I have a cluster running CentOS release 6.7 (Final), on which I
installed SGE version 8.1.9 with RPMs downloaded from
https://arc.liv.ac.uk/downloads/SGE/releases/8.1.9/, e.g. :
I have also installed openmpi-1.8-1.8.1-5.el6.x86_64 and
environment-modules-3.2.10-3.el6.x86_64 from epel6.
Out of the box, this SGE distribution comes with 3 pre-configured PEs,
one of which is 'mpi' and which is associated with the default all.q queue:
qconf -sp mpi
pe_name mpi
slots 99999
user_lists NONE
xuser_lists NONE
start_proc_args NONE
stop_proc_args NONE
allocation_rule $fill_up
control_slaves TRUE
job_is_first_task TRUE
urgency_slots min
accounting_summary FALSE
qsort_args NONE
qconf -sq all.q|grep pe_list
pe_list make smp mpi
If I try though to run the simplest MPI job that looks like this:
## -q all.q
#$ -N MPI_Job
#$ -pe mpi 5
#$ -cwd
## ------------------------------------
module load openmpi-x86_64
echo "I got $NSLOTS slots to run on!"
mpirun -np $NSLOTS ./mpi_hello_world
where mpi_hello_world is compiled with openmpi-1.8 libraries from this
#include <mpi.h>
#include <stdio.h>
int main(int argc, char** argv) {
// Initialize the MPI environment. The two arguments to MPI Init are not
// currently used by MPI implementations, but are there in case future
// implementations might need the arguments.

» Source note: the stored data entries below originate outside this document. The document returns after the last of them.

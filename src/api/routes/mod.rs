use std::sync::Arc;

use actix_web::{web, HttpRequest, HttpResponse};
use sqlx::PgPool;
use utoipa::OpenApi;

use crate::api::dtos::RouteNotFoundResponse;
use crate::api::openapi::ApiDoc;
use crate::application::MasjidService;
use crate::config::SecurityConfig;
use crate::error::{AppError, AppResult};
use crate::observability::AppMetrics;

pub mod masjids;

#[derive(Clone)]
pub struct AppState {
    pub masjid_service: Arc<MasjidService>,
    pub security: SecurityConfig,
    pub metrics: Arc<AppMetrics>,
    pub db_pool: PgPool,
}

pub fn configure(cfg: &mut web::ServiceConfig) {
    cfg.route("/api-docs/openapi.json", web::get().to(openapi_json))
        .service(
            web::scope("/api")
                .configure(masjids::configure)
                .default_service(web::route().to(api_not_found)),
        )
        .route("/health", web::get().to(health))
        .route("/ready", web::get().to(ready))
        .route("/metrics", web::get().to(metrics));
}

pub(crate) async fn api_not_found() -> HttpResponse {
    HttpResponse::NotFound().json(RouteNotFoundResponse {
        message: "Not Found Router".to_string(),
    })
}

async fn openapi_json() -> HttpResponse {
    HttpResponse::Ok().json(ApiDoc::openapi())
}

#[utoipa::path(
    get,
    path = "/health",
    responses(
        (status = 200, description = "Health check passed")
    ),
    tag = "health"
)]
async fn health() -> &'static str {
    "ok"
}

#[utoipa::path(
    get,
    path = "/ready",
    responses(
        (status = 200, description = "Readiness check passed"),
        (status = 503, description = "Service not ready"),
    ),
    tag = "health"
)]
async fn ready(state: web::Data<AppState>) -> AppResult<HttpResponse> {
    sqlx::query_scalar::<_, i32>("SELECT 1")
        .fetch_one(&state.db_pool)
        .await
        .map_err(|e| AppError::database_unavailable(format!("Service not ready: {e}")))?;
    Ok(HttpResponse::Ok().body("ready"))
}

async fn metrics(state: web::Data<AppState>, request: HttpRequest) -> AppResult<HttpResponse> {
    let admin_token = state
        .security
        .metrics_admin_token
        .as_deref()
        .filter(|token| !token.is_empty());
    let admin_header = request
        .headers()
        .get("x-admin-token")
        .and_then(|value| value.to_str().ok());
    let is_admin = admin_token.is_some() && admin_header == admin_token;

    if !is_admin && state.security.metrics_allow_private_only {
        let ip = request
            .peer_addr()
            .map(|addr| addr.ip())
            .ok_or_else(metrics_forbidden)?;

        if !is_private_or_loopback(ip) {
            return Err(metrics_forbidden());
        }
    }

    Ok(HttpResponse::Ok()
        .content_type("text/plain; version=0.0.4")
        .body(state.metrics.render_prometheus(
            state.db_pool.size(),
            state.db_pool.num_idle(),
        )))
}

fn metrics_forbidden() -> AppError {
    AppError::Forbidden("metrics are only served to private networks".to_string())
}

fn is_private_or_loopback(ip: std::net::IpAddr) -> bool {
    match ip {
        std::net::IpAddr::V4(v4) => v4.is_private() || v4.is_loopback(),
        std::net::IpAddr::V6(v6) => v6.is_loopback() || v6.is_unique_local(),
    }
}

// Get the number of processes
int world_size;
MPI_Comm_size(MPI_COMM_WORLD, &world_size);
// Get the rank of the process
int world_rank;
MPI_Comm_rank(MPI_COMM_WORLD, &world_rank);
// Get the name of the processor
char processor_name[MPI_MAX_PROCESSOR_NAME];
int name_len;
MPI_Get_processor_name(processor_name, &name_len);
// Print off a hello world message
printf("Hello world from processor %s, rank %d out of %d processors\n",
processor_name, world_rank, world_size);
// Finalize the MPI environment. No more MPI calls can be made after this
the job just sits there in a 'qw' state, with this scheduling info showing:
qstat -j 13
job_number: 13
exec_file: job_scripts/13
submission_time: Thu Jun 9 12:01:55 2016
owner: rsultana
uid: 10010
group: domain-users
gid: 5000
sge_o_home: /home/rsultana
sge_o_log_name: rsultana
sge_o_shell: /bin/bash
sge_o_workdir: /home/rsultana
sge_o_host: bio-pp9-01
account: sge
cwd: /home/rsultana
mail_list: rsultana@bio-pp9-01
notify: FALSE
job_name: MPI_Job
jobshare: 0
env_list: TERM=NONE
script_file: mpi_job.sh
parallel environment: mpi range: 5
binding: NONE
job_type: NONE
scheduling info: cannot run in PE "mpi" because it only
offers 2147483648 slots
I have tried anything I could think of - changing the number of slots in
th PE queue, changing the allocation rule, etc.
Nothing changed - all the jobs with `-pe mpi` fail to be scheduled.
This looks like a bug to me.
2147483648 is 0x80000000 and it's -2147483648 when seen as a signed int,
so 5 > -2147483648
But of course, the number of available slots to the PE should be
anything but this number (I tried 9999, 99, 10 - no change).
I tried looking in this (and other precursor) discussion list archives
for similar error messages and although it pops up from time to time,
nobody seems to know why that is or how to fix it.
Any suggestions to fix this issue?
Thank you,